This is the New Hampshire Authors series from the Dimond Library at the University of New Hampshire.
♪♪ Terry Farish says, writing is a way for me to try to make sense of what I care most deeply about.
Her sense of caring for her characters and their situations, and finding the words to best express what she has come to understand about them, radiates from every page.
Whether she's writing a children's picture book like the Cat Who Loved Potato Soup, a novel for adults drawing in part from her experiences as a young woman in the Vietnam War, Flower Shadows or a novel in verse for young adults.
The Good Braider, her latest book, which has been praised by reviewers as a masterful triumph of character and story, memorable, affecting, essential, and nothing short of a gift for our young people.
Thank you, Terry, for the gifts of your many books and for the gift of your presence here today.
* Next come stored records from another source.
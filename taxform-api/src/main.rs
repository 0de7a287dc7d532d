//! taxform-api - Tax-form declaration HTTP service
//!
//! Manages per-employee annual tax-declaration records and produces
//! printable output: one PDF per employee or a ZIP bundle for many.

use anyhow::Result;
use clap::Parser;
use taxform_api::{build_router, AppState};
use taxform_common::config::ServiceConfig;
use taxform_common::db;
use tracing::info;

#[derive(Debug, Parser)]
#[command(name = "taxform-api", about = "Tax-form declaration HTTP service")]
struct Cli {
    /// Path of the SQLite database file
    #[arg(long)]
    database: Option<String>,

    /// Address to bind the HTTP listener to
    #[arg(long)]
    bind: Option<String>,
}

#[tokio::main]
async fn main() -> Result<()> {
    // Initialize tracing subscriber before anything else
    tracing_subscriber::fmt()
        .with_env_filter(
            tracing_subscriber::EnvFilter::from_default_env()
                .add_directive(tracing::Level::INFO.into()),
        )
        .init();

    info!("Starting taxform-api v{}", env!("CARGO_PKG_VERSION"));

    let cli = Cli::parse();
    let config = ServiceConfig::resolve(cli.database.as_deref(), cli.bind.as_deref())?;
    info!("Database path: {}", config.database_path.display());

    let pool = db::connect(&config.database_path).await?;
    db::init_schema(&pool).await?;
    info!("✓ Connected to database, schema ready");

    let state = AppState::new(pool, config.default_page_size);
    let app = build_router(state);

    let listener = tokio::net::TcpListener::bind(config.bind_addr).await?;
    info!("taxform-api listening on http://{}", config.bind_addr);
    info!("Health check: http://{}/health", config.bind_addr);

    axum::serve(listener, app).await?;

    Ok(())
}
Thank you, thank you, thank you.
[Applause] I tried to hold back.
Well, let's talk about the Good Braider, shall we jump right into that?
It's, unusual.
It's a novel in verse.
Yes.
You don't see a lot of those, but here it is.
You found that form.
Would you talk a little bit about the background for this novel, your research, how you got interested in the plight of immigrants and your choice to make it a novel in verse?
I think I'll begin with the fact that I wrote it in verse.
That seems to be the question I get most commonly.
And I was, was writing about, a very difficult, a very difficult subject.
I was writing about genocide, and I was writing it from the point of view of a of a young girl who, survives genocide and I, I everyone has asked me about the verse aspect of it to the point where I needed to understand more myself why I wrote it in verse.
So I, I began to interview many writers who wrote in verse, and I listened to them and, and I think that I, I came back to my own reason and what I think I, is the truth of it is that it was Viola, the character's life was disposable.
She had no value in South Sudan.
And when I could write about her in verse with this meticulous language with a lot of breath, I feel like I was with her in her breath, that I could hold her life more sacredly than in prose.
So it just kind of evolved as I was challenged to tell her story with my own breath.
Who were some of the other writers that you interviewed or talked to about writing in verse?
Cause I don't know about- of a lot.
It's- there is a genre within young adult literature of people who write in verse.
And I think one of the first ones that I read was Robert Cormier, who is not known for his verse novels.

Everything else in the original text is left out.